(Your assignment): Go through the material and copy each line that includes "Returns".

********

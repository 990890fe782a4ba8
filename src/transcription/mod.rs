/// Model download and management
pub mod download;
/// Whisper model inference engine
pub mod engine;

pub use download::ensure_model_downloaded;
pub use engine::{EngineHandle, TranscriptionEngine};
use anyhow::{Context, Result};
use std::fs;
use std::io::Write;
use std::path::Path;

const MODEL_BASE_URL: &str = "https://huggingface.co/ggerganov/whisper.cpp/resolve/main";

/// HuggingFace filename for a model size name ("base" -> "ggml-base.bin")
fn model_filename(model_name: &str) -> String {
    format!("ggml-{model_name}.bin")
}

/// Download the model if it is not already on disk.
///
/// Returns true if a download happened, false if the file already existed.
///
/// # Errors
/// Returns error on network failure or if the file cannot be written.
pub fn ensure_model_downloaded(model_name: &str, model_path: &Path) -> Result<bool> {
    if model_path.exists() {
        tracing::debug!(path = %model_path.display(), "model already present");
        return Ok(false);
    }

    tracing::info!(
        model = model_name,
        path = %model_path.display(),
        "model not found, downloading"
    );

    download_model(model_name, model_path)?;

    Ok(true)
}

fn download_model(model_name: &str, model_path: &Path) -> Result<()> {
    let url = format!("{}/{}", MODEL_BASE_URL, model_filename(model_name));

    if let Some(parent) = model_path.parent() {
        fs::create_dir_all(parent).context("failed to create model directory")?;
    }

    // Download to a temp file first so an interrupted download never leaves
    // a truncated model behind
    let temp_path = model_path.with_extension("tmp");

    let response = reqwest::blocking::get(&url)
        .with_context(|| format!("failed to download model from {url}"))?;

    if !response.status().is_success() {
        anyhow::bail!("download failed with status {}: {}", response.status(), url);
    }

    let bytes = response.bytes().context("failed to read response bytes")?;

    let mut file = fs::File::create(&temp_path)
        .with_context(|| format!("failed to create temp file at {}", temp_path.display()))?;
    file.write_all(&bytes)
        .context("failed to write model to temp file")?;
    drop(file);

    fs::rename(&temp_path, model_path).with_context(|| {
        format!(
            "failed to rename {} to {}",
            temp_path.display(),
            model_path.display()
        )
    })?;

    tracing::info!(
        path = %model_path.display(),
        size = bytes.len(),
        "model downloaded"
    );

    Ok(())
}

********

(Response below):
/// Returns true if a download happened, false if the file already existed.
/// Returns error on network failure or if the file cannot be written.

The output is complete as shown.